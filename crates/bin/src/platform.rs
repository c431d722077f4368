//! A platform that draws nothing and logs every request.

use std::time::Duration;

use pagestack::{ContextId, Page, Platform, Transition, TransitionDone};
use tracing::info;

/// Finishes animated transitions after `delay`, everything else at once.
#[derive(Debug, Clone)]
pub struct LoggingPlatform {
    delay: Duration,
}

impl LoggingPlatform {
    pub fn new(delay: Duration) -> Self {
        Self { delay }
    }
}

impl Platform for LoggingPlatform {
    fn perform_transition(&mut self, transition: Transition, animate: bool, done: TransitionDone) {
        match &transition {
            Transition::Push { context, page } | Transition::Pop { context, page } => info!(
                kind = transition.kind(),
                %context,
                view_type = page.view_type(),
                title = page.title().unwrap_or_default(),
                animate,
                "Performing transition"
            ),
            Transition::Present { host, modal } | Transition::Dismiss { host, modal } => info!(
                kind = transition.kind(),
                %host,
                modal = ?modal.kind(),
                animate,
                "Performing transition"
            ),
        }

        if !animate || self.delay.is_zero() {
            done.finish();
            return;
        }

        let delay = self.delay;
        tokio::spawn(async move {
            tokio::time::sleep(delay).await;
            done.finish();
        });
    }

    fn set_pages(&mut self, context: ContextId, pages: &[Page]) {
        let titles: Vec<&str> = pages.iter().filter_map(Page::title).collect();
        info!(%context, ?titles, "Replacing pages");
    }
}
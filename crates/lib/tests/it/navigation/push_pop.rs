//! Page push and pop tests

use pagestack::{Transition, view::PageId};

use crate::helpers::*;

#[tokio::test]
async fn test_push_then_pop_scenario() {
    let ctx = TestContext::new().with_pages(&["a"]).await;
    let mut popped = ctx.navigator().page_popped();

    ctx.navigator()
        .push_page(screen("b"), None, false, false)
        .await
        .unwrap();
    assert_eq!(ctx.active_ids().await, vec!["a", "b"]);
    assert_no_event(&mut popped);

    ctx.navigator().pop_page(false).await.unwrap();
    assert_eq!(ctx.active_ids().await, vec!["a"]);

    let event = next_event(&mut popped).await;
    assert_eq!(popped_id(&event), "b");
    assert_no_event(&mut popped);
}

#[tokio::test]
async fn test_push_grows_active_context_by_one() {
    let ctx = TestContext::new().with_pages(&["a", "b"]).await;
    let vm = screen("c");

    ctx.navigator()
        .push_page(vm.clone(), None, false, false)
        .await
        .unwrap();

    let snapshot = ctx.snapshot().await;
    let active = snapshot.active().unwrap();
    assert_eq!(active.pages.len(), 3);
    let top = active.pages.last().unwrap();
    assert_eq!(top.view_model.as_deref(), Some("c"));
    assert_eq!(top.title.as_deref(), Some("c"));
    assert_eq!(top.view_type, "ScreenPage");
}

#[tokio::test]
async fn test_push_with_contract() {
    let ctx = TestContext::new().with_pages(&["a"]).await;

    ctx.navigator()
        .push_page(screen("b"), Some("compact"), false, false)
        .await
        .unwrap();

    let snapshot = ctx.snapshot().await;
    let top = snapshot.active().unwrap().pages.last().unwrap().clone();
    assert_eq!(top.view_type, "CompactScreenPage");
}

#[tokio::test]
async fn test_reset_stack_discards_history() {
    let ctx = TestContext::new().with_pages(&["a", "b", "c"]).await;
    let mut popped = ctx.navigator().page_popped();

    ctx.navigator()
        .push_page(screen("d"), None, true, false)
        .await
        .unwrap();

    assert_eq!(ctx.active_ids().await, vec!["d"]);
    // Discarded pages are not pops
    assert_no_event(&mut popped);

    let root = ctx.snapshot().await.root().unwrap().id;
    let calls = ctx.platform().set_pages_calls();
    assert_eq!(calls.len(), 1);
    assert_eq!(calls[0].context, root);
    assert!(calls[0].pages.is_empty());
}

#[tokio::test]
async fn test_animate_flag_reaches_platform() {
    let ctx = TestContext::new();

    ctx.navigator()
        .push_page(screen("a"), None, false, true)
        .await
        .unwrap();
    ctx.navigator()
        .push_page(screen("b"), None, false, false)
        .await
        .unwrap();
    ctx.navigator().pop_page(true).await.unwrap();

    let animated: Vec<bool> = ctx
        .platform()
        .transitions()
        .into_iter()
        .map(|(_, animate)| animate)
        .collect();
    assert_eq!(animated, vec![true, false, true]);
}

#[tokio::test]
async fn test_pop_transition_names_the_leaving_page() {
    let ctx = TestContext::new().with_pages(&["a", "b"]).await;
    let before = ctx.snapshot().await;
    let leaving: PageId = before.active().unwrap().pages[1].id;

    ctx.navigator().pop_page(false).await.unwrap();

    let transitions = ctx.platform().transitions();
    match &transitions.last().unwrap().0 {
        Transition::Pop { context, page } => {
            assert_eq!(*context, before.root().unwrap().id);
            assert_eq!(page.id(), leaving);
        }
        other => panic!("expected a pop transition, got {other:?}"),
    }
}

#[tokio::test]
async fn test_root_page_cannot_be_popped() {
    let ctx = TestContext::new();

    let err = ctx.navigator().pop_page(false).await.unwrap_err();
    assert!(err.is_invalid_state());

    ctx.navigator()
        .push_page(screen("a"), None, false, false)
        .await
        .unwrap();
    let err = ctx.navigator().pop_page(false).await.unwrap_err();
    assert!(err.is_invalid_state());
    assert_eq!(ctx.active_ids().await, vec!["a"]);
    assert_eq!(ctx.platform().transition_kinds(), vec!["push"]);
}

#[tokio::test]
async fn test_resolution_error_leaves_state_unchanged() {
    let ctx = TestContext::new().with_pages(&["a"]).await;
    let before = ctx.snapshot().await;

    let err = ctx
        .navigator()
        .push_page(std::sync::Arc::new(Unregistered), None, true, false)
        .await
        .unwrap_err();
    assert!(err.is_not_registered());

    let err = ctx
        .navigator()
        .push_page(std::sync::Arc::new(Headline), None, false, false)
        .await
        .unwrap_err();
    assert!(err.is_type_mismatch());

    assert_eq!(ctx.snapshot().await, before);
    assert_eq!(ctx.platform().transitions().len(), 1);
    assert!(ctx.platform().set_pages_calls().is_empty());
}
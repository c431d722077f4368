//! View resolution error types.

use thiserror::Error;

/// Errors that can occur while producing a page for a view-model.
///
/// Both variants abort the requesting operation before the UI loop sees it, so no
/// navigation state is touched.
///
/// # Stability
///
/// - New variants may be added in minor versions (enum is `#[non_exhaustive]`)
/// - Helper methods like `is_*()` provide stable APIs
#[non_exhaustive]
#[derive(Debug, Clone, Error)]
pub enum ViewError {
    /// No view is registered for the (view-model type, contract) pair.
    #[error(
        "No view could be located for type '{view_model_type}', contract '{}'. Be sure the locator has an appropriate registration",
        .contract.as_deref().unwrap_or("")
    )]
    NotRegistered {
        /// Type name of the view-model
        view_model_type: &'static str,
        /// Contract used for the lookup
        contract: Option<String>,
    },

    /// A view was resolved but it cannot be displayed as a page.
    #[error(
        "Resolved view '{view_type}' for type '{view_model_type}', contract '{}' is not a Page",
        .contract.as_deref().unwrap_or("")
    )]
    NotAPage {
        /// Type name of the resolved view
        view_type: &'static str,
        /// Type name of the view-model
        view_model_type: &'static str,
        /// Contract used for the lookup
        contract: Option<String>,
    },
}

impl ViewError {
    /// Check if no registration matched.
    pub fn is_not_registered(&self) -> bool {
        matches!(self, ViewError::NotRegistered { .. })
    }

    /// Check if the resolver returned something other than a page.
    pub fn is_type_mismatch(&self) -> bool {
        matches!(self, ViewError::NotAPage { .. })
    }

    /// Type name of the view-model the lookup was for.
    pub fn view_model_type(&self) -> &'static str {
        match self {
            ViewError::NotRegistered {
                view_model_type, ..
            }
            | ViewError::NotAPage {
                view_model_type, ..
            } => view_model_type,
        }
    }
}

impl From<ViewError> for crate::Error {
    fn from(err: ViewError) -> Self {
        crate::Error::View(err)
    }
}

EXERCISE PROMPT =
Since only part of the listing is wanted, copy exactly the lines from the one holding "no registration matched." to the one holding "pub fn is_type_mismatch(&self)", both included.

ANSWER TO THIS PROBLEM =
    /// Check if no registration matched.
    pub fn is_not_registered(&self) -> bool {
        matches!(self, ViewError::NotRegistered { .. })
    }

    /// Check if the resolver returned something other than a page.
    pub fn is_type_mismatch(&self) -> bool {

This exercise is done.